When it comes to combating payments fraud, it helps to have insight from one who’s been in the trenches.
Stacy Arruda, a former special agent with the FBI and now executive director of the state of Florida ISAO on cybersecurity, said that part of the problem is that when it comes to protecting credit unions — and really any financial institution — danger lurks in what they don’t know.
As Arruda, who spoke at the PSCU Member Forum earlier this month, told Karen Webster: To be specific — the danger is in what you don’t know you don’t know.
We may know the ways to create better, stronger passwords. Ignore them at your peril. But at least the knowledge is there, the roadmap, the letters and number and punctuation marks that make it harder for the bad guys to get into your email and bank accounts.
But all too often we don’t know just who is on the other side of emails. These are malicious emails, the kind that spread viruses, or the kind that trick CFOs and other company execs into wiring money into accounts, never to be seen again.
There’s a lot of fodder out there for the scammers, said Arruda, with information on one’s comings and goings on Facebook, on LinkedIn and beyond. Thus, they craft missives that seems friendly, even familiar, lulling victims with e-mail addresses that may even be, on first or second glance, legit.
“You should never blindly click on email,” she told Webster. At the very least, don’t open it on your company’s network.
Of the bad guys, she said, “depending on the complexity or the level of security at the industry that they’re targeting, they could send an email that could have a piece of malicious code in an attachment. They could send an email with an infected Word document — or if they’re trying to break into a government agency or defense contractor, they could send an email that has the malicious code built into the email and all you have to do is open the email.”
The attacks are targeted ones, said Arruda, who noted that hackers don’t usually directly try to hack banks or credit unions, but instead try to get access through the aforementioned email campaigns, where the credentials are stolen and the stolen credentials are leveraged to gain access to the FI.
Yes, said Arruda, the FIs spend tremendous amounts of money on cybersecurity defense … but when an unwitting employee clicks on the wrong email, “all that money goes down the tubes,” said Arruda.
The Great Trade-Off
Arruda noted the continuing trade-off that exists between a fictionless online interaction with the bank and one where security is the guiding factor. “If you want to have a very secure institution and secure network, it’s going to take you a little longer to log on.

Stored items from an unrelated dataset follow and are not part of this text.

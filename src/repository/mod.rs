pub mod sources_repo;
pub mod tracks_repo;
pub mod downloads_repo;

pub use sources_repo::SqliteSourcesRepository;
pub use tracks_repo::SqliteTracksRepository;
pub use downloads_repo::SqliteDownloadsRepository;

use tracks_repo::TrackConversionError;
use downloads_repo::DownloadConversionError;

/* Database related errors */
#[derive(Debug, thiserror::Error)]
pub enum RepositoryError {
    #[error("Path contains non-UTF8 characters: {0:?}")]
    InvalidPathEncoding(std::path::PathBuf),

    #[error("Item with id <{0}> was not found.")]
    IdNotFound(i64),

    #[error("Data mapping error for Track: {0}")]
    TrackDataMapping(#[from] TrackConversionError),

    #[error("Data mapping error for Download: {0}")]
    DownloadDataMapping(#[from] DownloadConversionError),

    #[error("No rows was returned by a query that expected to return at least one row.")]
    RowNotFound,

    #[error("Database connection error: {0}")]
    ConnectionError(String),

    #[error("Database error: {0}")]
    GenericDatabaseError(#[from] sqlx::Error),

    #[error("A constraint was violated: {description}")]
    ConstraintViolation { description: String },

    #[error("Failed to decode database row: {0}")]
    RowDecodingError(String),
}

impl RepositoryError {
    pub fn from_sqlx_error(sqlx_error: sqlx::Error) -> Self {
        match &sqlx_error {
            sqlx::Error::RowNotFound => Self::RowNotFound,
            sqlx::Error::PoolTimedOut | sqlx::Error::Io(_) | sqlx::Error::Tls(_) => {
                Self::ConnectionError(sqlx_error.to_string())
            }
            sqlx::Error::Decode(decode_err) => Self::RowDecodingError(decode_err.to_string()),
            sqlx::Error::Database(db_err) if db_err.is_unique_violation() || db_err.is_foreign_key_violation() => {
                Self::ConstraintViolation { description: db_err.message().to_string() }
            }
            _ => Self::GenericDatabaseError(sqlx_error),
        }
    }
}
#[cfg(test)]
mod tests {
    use super::*;
    use crate::domain::track::TrackDraft;

    async fn in_memory_library() -> Library {
        let store = Store::open_in_memory().await.unwrap();
        Library::new(store)
    }

    fn draft(path: &Path, artist: &str, album: &str, title: &str) -> TrackDraft {
        TrackDraft {
            path: path.to_path_buf(),
            mtime: 1,
            artist: artist.to_string(),
            album_artist: None,
            album: album.to_string(),
            title: title.to_string(),
            disc_number: None,
            track_number: Some(1),
            year: Some(1969),
            genre: None,
            original_date: None,
            release_date: None,
            label: None,
        }
    }

    async fn insert_track(lib: &Library, draft: &TrackDraft) -> Track {
        let now = chrono::Local::now().naive_local();
        let tracks_repo = &lib.tracks_repo;

        lib.store
            .transaction(|tx| {
                let draft = draft.clone();
                async move {
                    let inserted = tracks_repo.insert(&mut **tx, &draft, now).await?;
                    fts::add_track(&mut **tx, &inserted).await.map_err(to_repo_error)?;
                    Ok::<_, RepositoryError>(inserted)
                }
            })
            .await
            .unwrap()
    }

    #[tokio::test]
    async fn add_source_then_remove_cascades_tracks_and_fts() {
        let lib = in_memory_library().await;
        let source_path = PathBuf::from("/music");
        lib.add_source(&source_path).await.unwrap();

        let d = draft(&source_path.join("a.flac"), "The Beatles", "Abbey Road", "Come Together");
        insert_track(&lib, &d).await;

        assert_eq!(lib.track_count().await.unwrap(), 1);

        lib.remove_source(&source_path).await.unwrap();
        assert_eq!(lib.track_count().await.unwrap(), 0);

        let hits = lib.search_fts("beatles").await.unwrap();
        assert!(hits.is_empty());
    }

    #[tokio::test]
    async fn delete_track_drops_fts_rows_too() {
        let lib = in_memory_library().await;
        let d = draft(Path::new("/music/a.flac"), "The Beatles", "Abbey Road", "Come Together");
        let track = insert_track(&lib, &d).await;

        lib.delete_track(track.id()).await.unwrap();
        assert_eq!(lib.track_count().await.unwrap(), 0);
        assert!(lib.search_fts("beatles").await.unwrap().is_empty());
    }

    #[tokio::test]
    async fn collect_track_ids_resolves_every_node_kind() {
        let lib = in_memory_library().await;
        let d1 = draft(Path::new("/music/a.flac"), "The Beatles", "Abbey Road", "Come Together");
        let d2 = draft(Path::new("/music/b.flac"), "The Beatles", "Abbey Road", "Something");
        let d3 = draft(Path::new("/music/c.flac"), "The Beatles", "Let It Be", "Two of Us");

        let t1 = insert_track(&lib, &d1).await;
        insert_track(&lib, &d2).await;
        insert_track(&lib, &d3).await;

        let track_ids = lib.collect_track_ids(&LibraryNode::Track(t1.id())).await.unwrap();
        assert_eq!(track_ids, vec![t1.id()]);

        let album_ids = lib.collect_track_ids(&LibraryNode::Album {
            album_artist: "The Beatles".to_string(),
            album: "Abbey Road".to_string(),
        }).await.unwrap();
        assert_eq!(album_ids.len(), 2);

        let artist_ids = lib.collect_track_ids(&LibraryNode::Artist("The Beatles".to_string())).await.unwrap();
        assert_eq!(artist_ids.len(), 3);
    }

    #[tokio::test]
    async fn migrate_sources_is_noop_unless_empty() {
        let lib = in_memory_library().await;

        lib.migrate_sources(&[PathBuf::from("/m")]).await.unwrap();
        assert_eq!(lib.sources().await.unwrap().len(), 1);

        lib.migrate_sources(&[PathBuf::from("/n"), PathBuf::from("/o")]).await.unwrap();
        assert_eq!(lib.sources().await.unwrap().len(), 1);
    }

    #[tokio::test]
    async fn all_search_items_covers_artists_albums_and_tracks() {
        let lib = in_memory_library().await;
        let d = draft(Path::new("/music/a.flac"), "The Beatles", "Abbey Road", "Come Together");
        insert_track(&lib, &d).await;

        let items = lib.all_search_items().await.unwrap();
        assert!(items.iter().any(|i| i.display == "The Beatles"));
        assert!(items.iter().any(|i| i.display == "Abbey Road"));
        assert!(items.iter().any(|i| i.display == "Come Together"));
    }
}
fn diff(
    discovered: &[DiscoveredFile],
    existing: &HashMap<PathBuf, i64>,
    full_rescan: bool,
) -> DiffResult {
    let mut to_process = Vec::new();
    let mut new_paths = std::collections::HashSet::new();
    let discovered_paths: std::collections::HashSet<&PathBuf> = discovered.iter().map(|d| &d.path).collect();

    for file in discovered {
        match existing.get(&file.path) {
            None => {
                new_paths.insert(file.path.clone());
                to_process.push(file.clone());
            }
            Some(existing_mtime) => {
                if full_rescan || *existing_mtime != file.mtime {
                    to_process.push(file.clone());
                }
            }
        }
    }

    let deletions = existing.keys().filter(|path| !discovered_paths.contains(path)).cloned().collect();

    DiffResult { to_process, new_paths, deletions }
}

struct ProcessedFile {
    draft: TrackDraft,
    source: PathBuf,
    is_new: bool,
}
use super::{Serialize, Deserialize};

/// An abstract (filter, display) pair that every C4 consumer is expressed in terms of.
/// Concrete catalogue entities (artist/album/track), downloads, and filesystem entries
/// all project down into this shape before being handed to the trigram matcher.
#[derive(Clone, Debug, PartialEq, Serialize, Deserialize)]
pub struct SearchItem {
    pub filter: String,
    pub display: String,
}

impl SearchItem {
    pub fn new(filter: impl Into<String>, display: impl Into<String>) -> Self {
        Self { filter: filter.into(), display: display.into() }
    }
}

You’re going to probably have two or three factor authentication,” she told Webster. “So it’s not that instant gratification that people are used to … we’ve got to find a happy medium.”
Who Are the Bad Guys?
Webster asked who lies behind the attacks. Criminal rings or state sponsored agents … or are they individuals?
“It’s not organized crime,” said Arruda, “like you would think of with the Mob where everybody knows everybody.”
Across the dark reaches of the internet, she explained, criminal groups come together and each group has a different skill set. One group may have the skill set of writing the malicious code. Group two may be tasked with finding the computers that are susceptible to that malicious code. Group three may be hackers who go in and harvest the data — the credit cards, for example. And as for these far-flung groups getting paid? Call it honor among thieves — and as Webster noted, the age of faster payments has made it increasingly harder for authorities to recover those ill-gotten gains.
What to Do
Education from FIs has been key, noted Arruda, who added that warnings from banks and credit unions has increased awareness about various scams including business e-mail compromises.
But, as they say, prevention begins at home. The majority of individuals who have computers at home do not practice “defense in depth” said Arruda. “Look at your security like an onion. The onion has several layers. And as the layers overlap they catch things that would fall through a single layer.”
She added that “you would need to make sure that your system is patched. You would need to make sure that you have antivirus and it’s up to date. You would need to run a firewall and you need to have everything working together because antivirus only catches about 35 percent of the threat.”